= MATERIAL PROVIDED =
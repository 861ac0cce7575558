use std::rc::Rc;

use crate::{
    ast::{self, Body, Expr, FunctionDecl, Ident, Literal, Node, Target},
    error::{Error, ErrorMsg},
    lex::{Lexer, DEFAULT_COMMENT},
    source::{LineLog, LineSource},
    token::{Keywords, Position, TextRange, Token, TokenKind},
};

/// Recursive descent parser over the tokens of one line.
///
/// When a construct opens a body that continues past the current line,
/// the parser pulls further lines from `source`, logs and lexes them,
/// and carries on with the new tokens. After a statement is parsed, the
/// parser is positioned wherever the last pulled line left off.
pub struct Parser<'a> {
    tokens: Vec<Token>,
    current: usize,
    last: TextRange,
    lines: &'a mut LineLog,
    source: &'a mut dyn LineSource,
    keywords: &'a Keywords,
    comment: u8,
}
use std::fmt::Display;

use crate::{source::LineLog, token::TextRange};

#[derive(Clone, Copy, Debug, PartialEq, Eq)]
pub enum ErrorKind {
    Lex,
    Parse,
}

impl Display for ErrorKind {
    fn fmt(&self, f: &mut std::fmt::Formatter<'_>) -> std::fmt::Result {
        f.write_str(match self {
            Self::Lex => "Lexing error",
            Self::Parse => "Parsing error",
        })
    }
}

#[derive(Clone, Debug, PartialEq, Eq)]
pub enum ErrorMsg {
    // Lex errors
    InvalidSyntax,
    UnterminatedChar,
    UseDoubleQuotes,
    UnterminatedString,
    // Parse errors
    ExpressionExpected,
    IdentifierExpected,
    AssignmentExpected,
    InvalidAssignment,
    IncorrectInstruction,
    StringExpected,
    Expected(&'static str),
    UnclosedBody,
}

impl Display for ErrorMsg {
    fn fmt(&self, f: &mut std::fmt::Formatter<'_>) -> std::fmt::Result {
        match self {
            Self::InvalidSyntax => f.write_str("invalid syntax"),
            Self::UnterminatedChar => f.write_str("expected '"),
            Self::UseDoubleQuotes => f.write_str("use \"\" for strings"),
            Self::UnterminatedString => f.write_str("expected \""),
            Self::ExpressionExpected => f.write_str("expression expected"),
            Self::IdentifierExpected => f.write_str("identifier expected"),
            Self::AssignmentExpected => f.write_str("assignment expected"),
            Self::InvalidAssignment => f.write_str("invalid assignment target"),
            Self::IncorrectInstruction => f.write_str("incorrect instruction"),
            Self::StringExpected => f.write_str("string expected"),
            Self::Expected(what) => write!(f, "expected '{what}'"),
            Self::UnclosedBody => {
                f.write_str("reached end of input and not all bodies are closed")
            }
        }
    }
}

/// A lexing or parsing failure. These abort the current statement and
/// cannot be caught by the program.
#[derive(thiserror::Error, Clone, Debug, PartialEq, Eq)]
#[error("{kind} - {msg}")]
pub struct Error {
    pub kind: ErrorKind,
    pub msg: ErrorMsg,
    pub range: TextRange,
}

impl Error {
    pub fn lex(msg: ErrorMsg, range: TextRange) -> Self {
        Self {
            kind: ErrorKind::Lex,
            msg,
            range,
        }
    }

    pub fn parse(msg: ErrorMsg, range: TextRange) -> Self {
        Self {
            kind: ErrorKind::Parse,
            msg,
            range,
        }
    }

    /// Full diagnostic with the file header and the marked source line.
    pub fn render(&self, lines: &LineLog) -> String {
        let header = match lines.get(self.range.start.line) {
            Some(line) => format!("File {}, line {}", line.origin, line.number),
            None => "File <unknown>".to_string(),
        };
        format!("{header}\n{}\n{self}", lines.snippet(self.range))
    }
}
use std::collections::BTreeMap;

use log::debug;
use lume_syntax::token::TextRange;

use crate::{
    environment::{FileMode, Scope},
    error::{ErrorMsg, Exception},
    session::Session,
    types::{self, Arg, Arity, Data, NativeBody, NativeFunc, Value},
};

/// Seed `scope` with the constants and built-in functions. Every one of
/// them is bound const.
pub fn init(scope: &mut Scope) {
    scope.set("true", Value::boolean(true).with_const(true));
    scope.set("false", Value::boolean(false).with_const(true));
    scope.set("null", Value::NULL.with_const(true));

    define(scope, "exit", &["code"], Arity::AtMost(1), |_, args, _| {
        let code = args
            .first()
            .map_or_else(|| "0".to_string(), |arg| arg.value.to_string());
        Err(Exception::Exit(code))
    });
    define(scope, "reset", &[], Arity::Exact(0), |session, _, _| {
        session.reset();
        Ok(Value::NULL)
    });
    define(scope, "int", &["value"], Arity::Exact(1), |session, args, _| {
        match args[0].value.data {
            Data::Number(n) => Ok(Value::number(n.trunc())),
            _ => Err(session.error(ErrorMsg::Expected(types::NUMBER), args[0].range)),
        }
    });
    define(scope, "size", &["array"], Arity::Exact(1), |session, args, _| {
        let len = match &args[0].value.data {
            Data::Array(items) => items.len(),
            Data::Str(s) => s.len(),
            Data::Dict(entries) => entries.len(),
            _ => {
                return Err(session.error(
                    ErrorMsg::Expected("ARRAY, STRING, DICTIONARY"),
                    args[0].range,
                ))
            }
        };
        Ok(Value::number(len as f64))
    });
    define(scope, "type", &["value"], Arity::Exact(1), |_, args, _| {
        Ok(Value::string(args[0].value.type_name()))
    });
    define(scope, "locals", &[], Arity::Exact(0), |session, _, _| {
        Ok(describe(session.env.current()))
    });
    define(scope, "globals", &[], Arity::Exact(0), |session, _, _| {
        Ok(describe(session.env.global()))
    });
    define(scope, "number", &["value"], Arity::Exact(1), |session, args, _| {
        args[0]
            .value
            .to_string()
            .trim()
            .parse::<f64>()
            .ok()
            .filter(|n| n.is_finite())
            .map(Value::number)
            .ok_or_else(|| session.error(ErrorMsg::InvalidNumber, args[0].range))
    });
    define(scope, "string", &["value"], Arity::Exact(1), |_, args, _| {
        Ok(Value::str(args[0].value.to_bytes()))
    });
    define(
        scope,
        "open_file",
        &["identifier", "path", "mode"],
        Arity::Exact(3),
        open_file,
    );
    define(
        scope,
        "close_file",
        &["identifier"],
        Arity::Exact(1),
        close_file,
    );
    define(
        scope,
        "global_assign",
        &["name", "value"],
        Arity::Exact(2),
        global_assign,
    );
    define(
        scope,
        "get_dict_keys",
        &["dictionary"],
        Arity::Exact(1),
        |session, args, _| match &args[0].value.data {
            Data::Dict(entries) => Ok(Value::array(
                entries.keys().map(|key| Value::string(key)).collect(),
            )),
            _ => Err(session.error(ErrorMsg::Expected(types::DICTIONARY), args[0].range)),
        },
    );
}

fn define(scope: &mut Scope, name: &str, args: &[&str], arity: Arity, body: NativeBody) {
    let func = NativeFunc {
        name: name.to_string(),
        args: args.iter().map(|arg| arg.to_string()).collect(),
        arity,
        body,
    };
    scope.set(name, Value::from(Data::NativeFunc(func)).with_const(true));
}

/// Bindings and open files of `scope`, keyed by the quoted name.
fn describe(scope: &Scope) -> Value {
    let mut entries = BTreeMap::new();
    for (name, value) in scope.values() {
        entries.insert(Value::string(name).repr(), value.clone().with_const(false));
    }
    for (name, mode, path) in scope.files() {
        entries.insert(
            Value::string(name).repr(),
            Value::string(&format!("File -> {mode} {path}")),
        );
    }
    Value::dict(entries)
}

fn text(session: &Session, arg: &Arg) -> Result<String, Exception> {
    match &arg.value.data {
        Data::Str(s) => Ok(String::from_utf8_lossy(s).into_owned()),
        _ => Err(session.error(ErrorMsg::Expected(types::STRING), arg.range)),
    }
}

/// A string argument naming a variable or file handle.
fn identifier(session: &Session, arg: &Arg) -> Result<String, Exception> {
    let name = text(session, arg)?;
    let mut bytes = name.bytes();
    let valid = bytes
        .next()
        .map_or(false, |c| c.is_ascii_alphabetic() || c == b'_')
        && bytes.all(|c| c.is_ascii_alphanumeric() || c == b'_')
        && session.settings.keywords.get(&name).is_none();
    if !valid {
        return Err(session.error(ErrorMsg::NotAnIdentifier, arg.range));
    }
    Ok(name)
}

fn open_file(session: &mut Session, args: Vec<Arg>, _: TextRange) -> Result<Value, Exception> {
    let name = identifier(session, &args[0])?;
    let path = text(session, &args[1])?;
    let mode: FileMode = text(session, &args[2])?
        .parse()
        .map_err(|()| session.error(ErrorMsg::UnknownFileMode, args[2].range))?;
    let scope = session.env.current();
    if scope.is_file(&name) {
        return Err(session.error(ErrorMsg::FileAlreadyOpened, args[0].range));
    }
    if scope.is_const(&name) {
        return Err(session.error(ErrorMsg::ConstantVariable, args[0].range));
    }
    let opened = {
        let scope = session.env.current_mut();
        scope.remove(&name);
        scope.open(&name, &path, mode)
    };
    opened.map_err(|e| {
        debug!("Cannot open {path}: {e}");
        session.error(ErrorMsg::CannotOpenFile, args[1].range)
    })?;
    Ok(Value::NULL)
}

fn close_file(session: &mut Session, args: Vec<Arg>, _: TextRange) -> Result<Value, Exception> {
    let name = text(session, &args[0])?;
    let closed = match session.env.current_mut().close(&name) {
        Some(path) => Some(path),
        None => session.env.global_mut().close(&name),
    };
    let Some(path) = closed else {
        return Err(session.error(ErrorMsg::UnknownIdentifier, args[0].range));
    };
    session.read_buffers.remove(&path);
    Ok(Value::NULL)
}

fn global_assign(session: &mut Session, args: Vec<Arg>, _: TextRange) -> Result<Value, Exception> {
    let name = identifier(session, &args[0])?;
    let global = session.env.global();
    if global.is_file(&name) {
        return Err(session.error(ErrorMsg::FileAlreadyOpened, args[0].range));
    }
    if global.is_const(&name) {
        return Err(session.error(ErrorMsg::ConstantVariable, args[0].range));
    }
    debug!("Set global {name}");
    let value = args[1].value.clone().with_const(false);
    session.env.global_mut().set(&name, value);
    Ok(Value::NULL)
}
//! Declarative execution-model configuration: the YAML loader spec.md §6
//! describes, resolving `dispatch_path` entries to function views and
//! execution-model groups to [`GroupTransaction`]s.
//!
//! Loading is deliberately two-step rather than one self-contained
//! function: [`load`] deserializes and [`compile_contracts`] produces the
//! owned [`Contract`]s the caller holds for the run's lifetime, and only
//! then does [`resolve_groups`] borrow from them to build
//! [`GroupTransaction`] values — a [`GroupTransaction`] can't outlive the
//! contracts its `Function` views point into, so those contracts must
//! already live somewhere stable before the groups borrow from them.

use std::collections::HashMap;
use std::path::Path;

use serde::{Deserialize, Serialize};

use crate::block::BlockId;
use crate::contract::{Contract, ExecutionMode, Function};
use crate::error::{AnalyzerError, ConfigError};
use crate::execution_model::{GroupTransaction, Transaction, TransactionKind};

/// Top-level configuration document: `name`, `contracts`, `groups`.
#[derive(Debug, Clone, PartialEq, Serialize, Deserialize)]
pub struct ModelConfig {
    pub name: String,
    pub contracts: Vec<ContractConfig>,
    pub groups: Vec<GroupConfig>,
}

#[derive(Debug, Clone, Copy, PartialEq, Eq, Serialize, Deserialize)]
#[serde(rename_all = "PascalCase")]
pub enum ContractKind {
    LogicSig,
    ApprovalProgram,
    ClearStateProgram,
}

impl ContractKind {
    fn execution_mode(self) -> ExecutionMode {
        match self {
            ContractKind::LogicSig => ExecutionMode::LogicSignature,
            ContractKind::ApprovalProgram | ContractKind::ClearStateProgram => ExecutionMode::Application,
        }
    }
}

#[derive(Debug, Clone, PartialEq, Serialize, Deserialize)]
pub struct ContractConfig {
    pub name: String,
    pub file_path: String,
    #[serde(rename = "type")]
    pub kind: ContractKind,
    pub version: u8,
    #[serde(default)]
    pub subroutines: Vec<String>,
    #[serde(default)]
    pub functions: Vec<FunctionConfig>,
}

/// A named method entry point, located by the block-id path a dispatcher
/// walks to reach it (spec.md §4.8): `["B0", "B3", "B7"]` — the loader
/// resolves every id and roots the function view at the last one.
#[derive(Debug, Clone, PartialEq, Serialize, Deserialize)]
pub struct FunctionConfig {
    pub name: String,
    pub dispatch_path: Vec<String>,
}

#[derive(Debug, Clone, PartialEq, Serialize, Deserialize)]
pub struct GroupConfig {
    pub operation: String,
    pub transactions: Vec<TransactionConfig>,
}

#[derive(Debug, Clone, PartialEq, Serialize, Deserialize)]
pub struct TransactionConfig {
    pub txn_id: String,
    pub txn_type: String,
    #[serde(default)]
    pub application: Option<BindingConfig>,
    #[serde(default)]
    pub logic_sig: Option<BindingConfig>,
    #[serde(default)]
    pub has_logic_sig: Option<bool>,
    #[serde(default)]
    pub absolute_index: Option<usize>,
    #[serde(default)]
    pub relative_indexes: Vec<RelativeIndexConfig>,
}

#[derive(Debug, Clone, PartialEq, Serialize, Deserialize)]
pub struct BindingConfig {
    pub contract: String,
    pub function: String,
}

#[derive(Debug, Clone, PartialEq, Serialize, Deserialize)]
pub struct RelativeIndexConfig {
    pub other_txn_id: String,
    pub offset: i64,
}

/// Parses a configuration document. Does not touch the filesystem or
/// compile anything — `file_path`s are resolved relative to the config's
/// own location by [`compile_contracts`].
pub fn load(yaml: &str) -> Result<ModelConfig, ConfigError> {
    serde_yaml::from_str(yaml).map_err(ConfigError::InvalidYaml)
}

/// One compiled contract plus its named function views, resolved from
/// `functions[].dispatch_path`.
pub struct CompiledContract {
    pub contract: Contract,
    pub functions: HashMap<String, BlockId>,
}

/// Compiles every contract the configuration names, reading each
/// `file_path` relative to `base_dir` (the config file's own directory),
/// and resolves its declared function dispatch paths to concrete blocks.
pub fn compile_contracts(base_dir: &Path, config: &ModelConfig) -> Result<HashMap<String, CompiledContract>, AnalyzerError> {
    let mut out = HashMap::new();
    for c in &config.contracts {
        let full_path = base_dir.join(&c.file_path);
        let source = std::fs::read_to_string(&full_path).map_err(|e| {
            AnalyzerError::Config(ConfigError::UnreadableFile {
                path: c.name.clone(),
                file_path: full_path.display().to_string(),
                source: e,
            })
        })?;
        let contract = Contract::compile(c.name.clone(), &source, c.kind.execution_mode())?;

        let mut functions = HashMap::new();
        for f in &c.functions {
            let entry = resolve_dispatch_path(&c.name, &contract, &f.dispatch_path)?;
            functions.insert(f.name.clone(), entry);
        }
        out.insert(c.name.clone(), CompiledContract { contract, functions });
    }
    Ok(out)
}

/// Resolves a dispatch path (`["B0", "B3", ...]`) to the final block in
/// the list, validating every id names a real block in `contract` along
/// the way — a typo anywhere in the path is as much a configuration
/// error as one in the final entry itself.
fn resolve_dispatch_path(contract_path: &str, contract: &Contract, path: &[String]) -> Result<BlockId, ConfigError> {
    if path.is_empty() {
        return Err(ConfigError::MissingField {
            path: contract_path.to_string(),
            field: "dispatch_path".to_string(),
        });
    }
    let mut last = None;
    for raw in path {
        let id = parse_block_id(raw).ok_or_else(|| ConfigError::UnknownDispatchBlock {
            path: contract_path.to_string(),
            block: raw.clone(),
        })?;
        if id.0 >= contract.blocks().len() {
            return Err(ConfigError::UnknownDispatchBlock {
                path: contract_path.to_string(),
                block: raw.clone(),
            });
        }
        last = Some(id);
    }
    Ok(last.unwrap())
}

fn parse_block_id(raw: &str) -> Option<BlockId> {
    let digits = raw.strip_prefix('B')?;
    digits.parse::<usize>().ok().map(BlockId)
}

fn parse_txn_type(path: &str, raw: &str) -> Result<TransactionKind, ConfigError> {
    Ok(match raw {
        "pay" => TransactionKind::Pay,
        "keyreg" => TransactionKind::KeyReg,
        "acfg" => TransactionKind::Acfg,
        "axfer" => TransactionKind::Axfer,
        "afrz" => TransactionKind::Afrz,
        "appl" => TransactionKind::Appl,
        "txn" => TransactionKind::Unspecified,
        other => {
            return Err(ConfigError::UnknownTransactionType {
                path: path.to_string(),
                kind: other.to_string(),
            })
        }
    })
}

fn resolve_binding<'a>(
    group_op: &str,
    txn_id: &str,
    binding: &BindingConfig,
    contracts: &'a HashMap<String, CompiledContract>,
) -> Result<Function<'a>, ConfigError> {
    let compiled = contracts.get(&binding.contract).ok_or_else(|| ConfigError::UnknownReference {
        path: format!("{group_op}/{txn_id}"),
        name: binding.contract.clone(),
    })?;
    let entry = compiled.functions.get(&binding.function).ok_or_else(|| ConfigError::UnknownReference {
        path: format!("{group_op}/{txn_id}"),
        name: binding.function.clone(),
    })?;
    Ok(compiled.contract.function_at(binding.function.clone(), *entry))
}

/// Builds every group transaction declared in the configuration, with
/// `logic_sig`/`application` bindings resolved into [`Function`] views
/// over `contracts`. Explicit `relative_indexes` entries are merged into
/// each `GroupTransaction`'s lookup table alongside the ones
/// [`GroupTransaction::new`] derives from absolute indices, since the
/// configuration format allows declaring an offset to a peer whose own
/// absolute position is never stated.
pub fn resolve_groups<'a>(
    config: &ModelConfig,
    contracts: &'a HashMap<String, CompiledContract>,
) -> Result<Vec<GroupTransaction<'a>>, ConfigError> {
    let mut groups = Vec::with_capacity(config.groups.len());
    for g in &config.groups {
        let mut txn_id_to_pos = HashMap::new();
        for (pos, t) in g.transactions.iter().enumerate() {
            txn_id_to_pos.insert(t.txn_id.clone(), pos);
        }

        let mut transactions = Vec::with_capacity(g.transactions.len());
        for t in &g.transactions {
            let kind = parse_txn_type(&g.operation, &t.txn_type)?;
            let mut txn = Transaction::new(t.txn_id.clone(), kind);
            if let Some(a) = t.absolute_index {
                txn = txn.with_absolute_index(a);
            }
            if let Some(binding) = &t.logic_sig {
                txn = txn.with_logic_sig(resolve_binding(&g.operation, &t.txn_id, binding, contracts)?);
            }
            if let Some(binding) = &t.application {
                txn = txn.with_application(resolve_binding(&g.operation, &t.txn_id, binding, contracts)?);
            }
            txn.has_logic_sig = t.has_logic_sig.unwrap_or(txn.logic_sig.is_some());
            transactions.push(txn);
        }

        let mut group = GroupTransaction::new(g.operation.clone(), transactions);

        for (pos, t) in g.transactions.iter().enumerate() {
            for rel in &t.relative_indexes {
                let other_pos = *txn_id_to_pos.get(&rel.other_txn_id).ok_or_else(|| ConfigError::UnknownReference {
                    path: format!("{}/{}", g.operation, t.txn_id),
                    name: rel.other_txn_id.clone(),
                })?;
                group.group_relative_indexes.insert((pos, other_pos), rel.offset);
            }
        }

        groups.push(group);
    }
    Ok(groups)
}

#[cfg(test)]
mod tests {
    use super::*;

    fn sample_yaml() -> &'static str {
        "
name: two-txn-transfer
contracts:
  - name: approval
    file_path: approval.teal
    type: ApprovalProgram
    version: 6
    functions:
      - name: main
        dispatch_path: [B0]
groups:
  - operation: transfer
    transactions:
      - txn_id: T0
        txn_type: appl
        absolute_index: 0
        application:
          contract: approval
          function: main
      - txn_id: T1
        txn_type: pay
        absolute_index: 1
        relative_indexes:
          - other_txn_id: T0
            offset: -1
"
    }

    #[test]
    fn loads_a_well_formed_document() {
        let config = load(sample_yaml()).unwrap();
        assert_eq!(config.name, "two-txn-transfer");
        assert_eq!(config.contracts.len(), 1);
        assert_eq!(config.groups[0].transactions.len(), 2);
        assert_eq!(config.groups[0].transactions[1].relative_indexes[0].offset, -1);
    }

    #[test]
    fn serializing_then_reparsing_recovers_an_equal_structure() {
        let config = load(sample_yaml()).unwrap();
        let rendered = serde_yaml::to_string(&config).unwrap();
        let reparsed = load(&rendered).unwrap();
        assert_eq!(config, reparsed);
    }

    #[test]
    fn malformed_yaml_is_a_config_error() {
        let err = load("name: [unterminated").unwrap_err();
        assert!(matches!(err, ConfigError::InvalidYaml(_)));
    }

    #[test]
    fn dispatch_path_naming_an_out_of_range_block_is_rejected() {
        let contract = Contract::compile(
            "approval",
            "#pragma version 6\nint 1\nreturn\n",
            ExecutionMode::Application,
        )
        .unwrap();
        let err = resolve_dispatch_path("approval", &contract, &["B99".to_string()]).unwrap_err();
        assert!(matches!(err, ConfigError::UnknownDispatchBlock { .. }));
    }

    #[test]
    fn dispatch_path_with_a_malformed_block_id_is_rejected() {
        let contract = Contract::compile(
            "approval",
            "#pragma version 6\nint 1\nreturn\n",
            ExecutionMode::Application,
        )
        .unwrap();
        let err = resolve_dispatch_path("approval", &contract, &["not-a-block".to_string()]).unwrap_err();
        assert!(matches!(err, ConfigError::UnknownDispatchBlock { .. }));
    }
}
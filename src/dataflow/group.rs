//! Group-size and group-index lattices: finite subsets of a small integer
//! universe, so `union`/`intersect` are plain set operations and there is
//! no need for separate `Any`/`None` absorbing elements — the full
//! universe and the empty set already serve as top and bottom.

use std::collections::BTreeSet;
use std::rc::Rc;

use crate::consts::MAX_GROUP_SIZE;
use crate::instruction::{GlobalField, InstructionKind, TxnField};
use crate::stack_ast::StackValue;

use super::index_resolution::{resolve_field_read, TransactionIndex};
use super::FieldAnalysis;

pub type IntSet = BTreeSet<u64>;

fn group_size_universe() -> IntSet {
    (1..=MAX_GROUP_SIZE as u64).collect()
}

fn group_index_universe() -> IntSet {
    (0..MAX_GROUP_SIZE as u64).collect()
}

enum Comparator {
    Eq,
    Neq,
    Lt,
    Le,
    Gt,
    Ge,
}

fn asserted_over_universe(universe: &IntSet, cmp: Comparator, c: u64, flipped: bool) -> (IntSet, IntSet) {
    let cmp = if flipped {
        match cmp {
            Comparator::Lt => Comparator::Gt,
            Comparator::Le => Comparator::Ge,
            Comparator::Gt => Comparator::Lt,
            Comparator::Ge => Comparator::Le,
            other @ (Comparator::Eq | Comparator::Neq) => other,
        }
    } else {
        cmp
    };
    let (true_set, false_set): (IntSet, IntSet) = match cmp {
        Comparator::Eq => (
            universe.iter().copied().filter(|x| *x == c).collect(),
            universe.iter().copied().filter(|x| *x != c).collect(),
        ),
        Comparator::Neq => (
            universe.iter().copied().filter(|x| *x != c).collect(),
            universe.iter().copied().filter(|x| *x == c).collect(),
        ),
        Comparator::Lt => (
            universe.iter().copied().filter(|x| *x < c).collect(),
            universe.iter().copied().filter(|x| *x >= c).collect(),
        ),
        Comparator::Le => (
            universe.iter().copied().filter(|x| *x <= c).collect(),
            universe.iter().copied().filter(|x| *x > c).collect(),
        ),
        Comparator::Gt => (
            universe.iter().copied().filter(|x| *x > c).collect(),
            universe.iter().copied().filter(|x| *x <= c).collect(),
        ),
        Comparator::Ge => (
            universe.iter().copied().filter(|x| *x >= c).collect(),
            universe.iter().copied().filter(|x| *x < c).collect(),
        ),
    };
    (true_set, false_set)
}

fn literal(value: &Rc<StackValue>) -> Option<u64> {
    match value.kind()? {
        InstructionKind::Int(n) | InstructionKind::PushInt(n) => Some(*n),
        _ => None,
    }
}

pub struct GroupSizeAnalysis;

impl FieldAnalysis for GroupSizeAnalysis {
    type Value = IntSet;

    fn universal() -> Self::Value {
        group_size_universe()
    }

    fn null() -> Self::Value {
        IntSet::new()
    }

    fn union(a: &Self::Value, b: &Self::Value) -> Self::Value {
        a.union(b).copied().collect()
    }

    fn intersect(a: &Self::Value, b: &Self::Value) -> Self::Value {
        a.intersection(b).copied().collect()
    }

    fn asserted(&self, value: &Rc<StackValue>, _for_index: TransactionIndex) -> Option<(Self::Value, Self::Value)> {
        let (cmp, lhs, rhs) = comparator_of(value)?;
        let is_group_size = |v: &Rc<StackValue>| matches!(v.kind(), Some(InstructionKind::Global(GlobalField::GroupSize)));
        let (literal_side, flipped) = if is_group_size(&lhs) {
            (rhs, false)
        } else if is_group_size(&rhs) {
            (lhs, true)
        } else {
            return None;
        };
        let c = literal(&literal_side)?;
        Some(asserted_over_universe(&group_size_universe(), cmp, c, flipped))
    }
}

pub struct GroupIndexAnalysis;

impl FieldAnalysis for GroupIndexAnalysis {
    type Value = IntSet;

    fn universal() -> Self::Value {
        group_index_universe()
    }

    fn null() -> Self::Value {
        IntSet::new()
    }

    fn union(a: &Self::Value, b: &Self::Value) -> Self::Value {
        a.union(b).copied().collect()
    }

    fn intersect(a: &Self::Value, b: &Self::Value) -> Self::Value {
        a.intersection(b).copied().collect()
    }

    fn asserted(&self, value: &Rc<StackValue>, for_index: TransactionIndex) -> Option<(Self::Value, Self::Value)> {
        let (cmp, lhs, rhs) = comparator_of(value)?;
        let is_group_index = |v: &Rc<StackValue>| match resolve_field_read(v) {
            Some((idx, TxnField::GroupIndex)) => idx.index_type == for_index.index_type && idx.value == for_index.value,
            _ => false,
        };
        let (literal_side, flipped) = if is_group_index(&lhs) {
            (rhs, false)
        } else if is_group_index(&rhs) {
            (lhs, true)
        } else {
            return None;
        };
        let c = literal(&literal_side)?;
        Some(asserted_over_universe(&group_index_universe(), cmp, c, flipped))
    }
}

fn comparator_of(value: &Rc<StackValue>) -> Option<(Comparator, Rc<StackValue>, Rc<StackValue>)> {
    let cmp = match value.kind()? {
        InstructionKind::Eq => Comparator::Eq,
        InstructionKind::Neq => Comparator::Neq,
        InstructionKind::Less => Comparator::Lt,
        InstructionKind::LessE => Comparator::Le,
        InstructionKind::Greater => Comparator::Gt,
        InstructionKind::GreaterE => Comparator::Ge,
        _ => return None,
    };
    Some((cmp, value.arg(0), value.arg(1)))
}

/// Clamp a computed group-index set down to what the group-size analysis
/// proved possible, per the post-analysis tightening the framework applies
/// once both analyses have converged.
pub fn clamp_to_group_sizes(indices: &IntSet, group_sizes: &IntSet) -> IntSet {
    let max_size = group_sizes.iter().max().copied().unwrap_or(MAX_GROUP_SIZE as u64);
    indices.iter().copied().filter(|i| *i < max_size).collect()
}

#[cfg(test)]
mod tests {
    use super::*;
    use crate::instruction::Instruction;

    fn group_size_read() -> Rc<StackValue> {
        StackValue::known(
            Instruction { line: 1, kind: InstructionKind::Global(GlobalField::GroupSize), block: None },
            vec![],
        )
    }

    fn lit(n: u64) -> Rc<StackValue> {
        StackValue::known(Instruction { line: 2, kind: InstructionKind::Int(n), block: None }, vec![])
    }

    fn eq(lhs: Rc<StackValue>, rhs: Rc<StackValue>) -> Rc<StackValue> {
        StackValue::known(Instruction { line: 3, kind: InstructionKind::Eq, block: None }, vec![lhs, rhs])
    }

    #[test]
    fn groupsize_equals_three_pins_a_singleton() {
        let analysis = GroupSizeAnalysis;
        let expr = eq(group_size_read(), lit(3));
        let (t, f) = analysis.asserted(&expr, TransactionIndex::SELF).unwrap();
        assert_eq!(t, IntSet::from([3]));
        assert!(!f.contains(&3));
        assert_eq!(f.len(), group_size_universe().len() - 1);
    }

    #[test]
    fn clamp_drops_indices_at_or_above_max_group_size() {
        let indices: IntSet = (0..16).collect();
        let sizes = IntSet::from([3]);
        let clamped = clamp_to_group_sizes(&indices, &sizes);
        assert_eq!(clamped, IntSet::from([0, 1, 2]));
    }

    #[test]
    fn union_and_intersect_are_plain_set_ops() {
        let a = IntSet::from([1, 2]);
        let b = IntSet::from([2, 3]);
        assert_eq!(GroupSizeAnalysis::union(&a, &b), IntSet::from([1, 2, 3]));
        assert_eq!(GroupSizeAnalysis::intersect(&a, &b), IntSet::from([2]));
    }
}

= EXERCISE BRIEF =
All lines that include the word "AnalyzerError" must be copied from the material above.

= SOLUTION FOR THIS PROBLEM =
use crate::error::{AnalyzerError, ConfigError};
pub fn compile_contracts(base_dir: &Path, config: &ModelConfig) -> Result<HashMap<String, CompiledContract>, AnalyzerError> {
            AnalyzerError::Config(ConfigError::UnreadableFile {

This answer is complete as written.